[OSM-talk] Opinion poll about the new licence Odbl 1.0

Frederik Ramm frederik at remote.org
Sun Dec 6 21:39:13 GMT 2009


Ævar Arnfjörð Bjarmason wrote:
> On Sun, Dec 6, 2009 at 20:36, Liz <edodd at billiau.net> wrote:
>> For Australians it means the loss of the coastline, most of which has been re-
>> edited from government data, and major rivers like the Murray
> If someone presents me with a boolean "Do you allow relicensing under
> the ODbL" I'll have to say no because some of my edits are derived
> from CC-BY-SA data I don't have permission to license (and I probably
> can't even recall what all of it is).
> Which'll mean nuking >50% of all the data in Iceland most of which
> I've touched at some point.

First, I would appreciate if people could stop talking about "nuking" data.

The absolute worst case, where data cannot be re-licensed into ODbL 
because the original contributor is dead, does not agree, cannot be 
reached, or cannot be bothered to read our proposal, is this:

The non-relicensed data will sit in some kind of separate, possibly 
read-only server, from where it can be accessed, just like now, under 
the terms of CC-BY-SA. This server may or may not be made available by 
OSMF but it will certainly exist, and OSMF has already said that a full 
history dump will be provided.

We will, in all likelihood, be rendering tiles that display the old data 
alongside the new data in a fashion largely indiscernible from today's 
maps. These map tiles will have to be CC-BY-SA licensed (because part of 
them comes from CC-BY-SA sources) but that's fine with us. (OSMF has not 
made a statement, and probably neither a decision, about whether or not 
the osm.org tileserver will serve such mixed renderings but if that 
server doesn't then you can be sure others will fill the need.)

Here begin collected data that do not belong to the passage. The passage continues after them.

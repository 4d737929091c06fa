//! Annunciation mixer.
//!
//! Each channel drives its own light. The buzzer and horn are shared, so the weights of
//! both channels are summed and the sum picks steady, slow blink or fast blink.

use crate::{
    config::AlarmConfig,
    hardware::{HwError, OutputPin},
    state::AlarmState,
    Channel,
};

/// Brightness of a channel light
#[derive(Debug, Clone, Copy, PartialEq, Eq)]
pub enum LightLevel {
    Off,
    On,
    Dim,
}

/// A physical annunciator output
#[derive(Debug, Clone, Copy, PartialEq, Eq)]
pub enum Output {
    RedLight,
    BlueLight,
    Buzzer,
    Horn,
}

impl Output {
    pub fn light(channel: Channel) -> Self {
        match channel {
            Channel::Interior => Output::RedLight,
            Channel::Bike => Output::BlueLight,
        }
    }
}

/// Lights, buzzer and horn as seen by the mixer
pub trait Annunciator: Send {
    fn set_light(&mut self, channel: Channel, level: LightLevel) -> Result<(), HwError>;
    fn set_buzzer(&mut self, on: bool) -> Result<(), HwError>;
    fn set_horn(&mut self, on: bool) -> Result<(), HwError>;
    fn toggle(&mut self, output: Output) -> Result<(), HwError>;

    /// Drive every output to the safe state, attempting all of them
    fn all_off(&mut self) -> Result<(), HwError> {
        let results = [
            self.set_light(Channel::Interior, LightLevel::Off),
            self.set_light(Channel::Bike, LightLevel::Off),
            self.set_buzzer(false),
            self.set_horn(false),
        ];
        results.into_iter().collect()
    }
}

/// Output behaviour selected by a (combined) weight
#[derive(Debug, Clone, Copy, PartialEq, Eq)]
pub enum Pattern {
    Off,
    Steady,
    SlowBlink,
    FastBlink,
}

impl Pattern {
    /// Above this the output blinks fast, from 3 up to it slowly
    pub const FAST_THRESHOLD: u8 = 8;

    pub fn from_level(level: u8) -> Self {
        match level {
            0 => Pattern::Off,
            1 => Pattern::Steady,
            // two channels both asking for steady on one shared output
            2 => Pattern::FastBlink,
            l if l > Self::FAST_THRESHOLD => Pattern::FastBlink,
            _ => Pattern::SlowBlink,
        }
    }
}

/// What to do with one output this cycle
#[derive(Debug, Clone, Copy, PartialEq, Eq)]
pub enum Drive {
    Off,
    On,
    Dim,
    Toggle,
    /// Blinking, but not on a toggle cycle
    Hold,
}

/// The drive of all four outputs for one cycle
#[derive(Debug, Clone, Copy, PartialEq, Eq)]
pub struct OutputPlan {
    pub red: Drive,
    pub blue: Drive,
    pub buzzer: Drive,
    pub horn: Drive,
    /// Summed buzzer weight
    pub buzzer_level: u8,
    /// Summed horn weight
    pub horn_level: u8,
}

/// Turns the two channel states into output drives
#[derive(Debug, Clone)]
pub struct Mixer {
    fast_blink_cycles: u64,
    slow_blink_cycles: u64,
    quiet: bool,
}

impl Mixer {
    pub fn new(config: &AlarmConfig) -> Self {
        Self {
            fast_blink_cycles: config.fast_blink_cycles.max(1),
            slow_blink_cycles: config.slow_blink_cycles.max(1),
            quiet: config.quiet,
        }
    }

    fn drive(&self, pattern: Pattern, loop_count: u64, night: bool) -> Drive {
        let period = match pattern {
            Pattern::Off => return Drive::Off,
            Pattern::Steady if night => return Drive::Dim,
            Pattern::Steady => return Drive::On,
            Pattern::SlowBlink => self.slow_blink_cycles,
            Pattern::FastBlink => self.fast_blink_cycles,
        };
        if loop_count % period == 0 {
            Drive::Toggle
        } else {
            Drive::Hold
        }
    }

    /// Plan the outputs for one cycle
    pub fn plan(
        &self,
        interior: AlarmState,
        bike: AlarmState,
        loop_count: u64,
        night: bool,
    ) -> OutputPlan {
        let (int_w, bike_w) = (interior.weights(), bike.weights());
        let buzzer_level = int_w.buzzer + bike_w.buzzer;
        let horn_level = int_w.horn + bike_w.horn;

        // the buzzer and horn never dim
        let (buzzer, horn) = if self.quiet {
            (Drive::Off, Drive::Off)
        } else {
            (
                self.drive(Pattern::from_level(buzzer_level), loop_count, false),
                self.drive(Pattern::from_level(horn_level), loop_count, false),
            )
        };

        OutputPlan {
            red: self.drive(Pattern::from_level(int_w.light), loop_count, night),
            blue: self.drive(Pattern::from_level(bike_w.light), loop_count, night),
            buzzer,
            horn,
            buzzer_level,
            horn_level,
        }
    }

    /// Drive the annunciator. Every output is attempted; the first failure is returned.
    pub fn apply<A: Annunciator + ?Sized>(
        plan: &OutputPlan,
        annunciator: &mut A,
    ) -> Result<(), HwError> {
        let results = [
            apply_light(annunciator, Channel::Interior, plan.red),
            apply_light(annunciator, Channel::Bike, plan.blue),
            apply_switch(annunciator, Output::Buzzer, plan.buzzer),
            apply_switch(annunciator, Output::Horn, plan.horn),
        ];
        results.into_iter().collect()
    }
}

fn apply_light<A: Annunciator + ?Sized>(
    annunciator: &mut A,
    channel: Channel,
    drive: Drive,
) -> Result<(), HwError> {
    match drive {
        Drive::Off => annunciator.set_light(channel, LightLevel::Off),
        Drive::On => annunciator.set_light(channel, LightLevel::On),
        Drive::Dim => annunciator.set_light(channel, LightLevel::Dim),
        Drive::Toggle => annunciator.toggle(Output::light(channel)),
        Drive::Hold => Ok(()),
    }
}

fn apply_switch<A: Annunciator + ?Sized>(
    annunciator: &mut A,
    output: Output,
    drive: Drive,
) -> Result<(), HwError> {
    let on = match drive {
        Drive::Off => false,
        Drive::On | Drive::Dim => true,
        Drive::Toggle => return annunciator.toggle(output),
        Drive::Hold => return Ok(()),
    };
    match output {
        Output::Horn => annunciator.set_horn(on),
        _ => annunciator.set_buzzer(on),
    }
}

/// Annunciator on four output lines
pub struct PinAnnunciator {
    red: Box<dyn OutputPin>,
    blue: Box<dyn OutputPin>,
    buzzer: Box<dyn OutputPin>,
    horn: Box<dyn OutputPin>,
    /// Last commanded on/off of red, blue, buzzer, horn
    lit: [bool; 4],
    dim_percent: u8,
}

impl PinAnnunciator {
    pub fn new(
        red: Box<dyn OutputPin>,
        blue: Box<dyn OutputPin>,
        buzzer: Box<dyn OutputPin>,
        horn: Box<dyn OutputPin>,
        dim_percent: u8,
    ) -> Self {
        Self {
            red,
            blue,
            buzzer,
            horn,
            lit: [false; 4],
            dim_percent,
        }
    }

    fn slot(&mut self, output: Output) -> (&mut Box<dyn OutputPin>, &mut bool) {
        match output {
            Output::RedLight => (&mut self.red, &mut self.lit[0]),
            Output::BlueLight => (&mut self.blue, &mut self.lit[1]),
            Output::Buzzer => (&mut self.buzzer, &mut self.lit[2]),
            Output::Horn => (&mut self.horn, &mut self.lit[3]),
        }
    }

    fn switch(&mut self, output: Output, on: bool) -> Result<(), HwError> {
        let (pin, lit) = self.slot(output);
        pin.write(on)?;
        *lit = on;
        Ok(())
    }
}

impl Annunciator for PinAnnunciator {
    fn set_light(&mut self, channel: Channel, level: LightLevel) -> Result<(), HwError> {
        let output = Output::light(channel);
        match level {
            LightLevel::Off => self.switch(output, false),
            LightLevel::On => self.switch(output, true),
            LightLevel::Dim => {
                let duty = self.dim_percent;
                let (pin, lit) = self.slot(output);
                pin.write_duty(duty)?;
                *lit = true;
                Ok(())
            }
        }
    }

    fn set_buzzer(&mut self, on: bool) -> Result<(), HwError> {
        self.switch(Output::Buzzer, on)
    }

    fn set_horn(&mut self, on: bool) -> Result<(), HwError> {
        self.switch(Output::Horn, on)
    }

    fn toggle(&mut self, output: Output) -> Result<(), HwError> {
        let on = !*self.slot(output).1;
        self.switch(output, on)
    }
}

We might even - and again, this is something outside of OSMF's control 
and can be set up by any interested group in the project - allow limited 
write access to the old CC-BY-SA database, so that when things are 
eventually relicensed or resurveyed, they can be removed from the old 
data set to avoid rendering conflicts.

So for map rendering, the damage will be, I shall say, minimal. More 
effort for rendering, yes, but the same good maps that we already have.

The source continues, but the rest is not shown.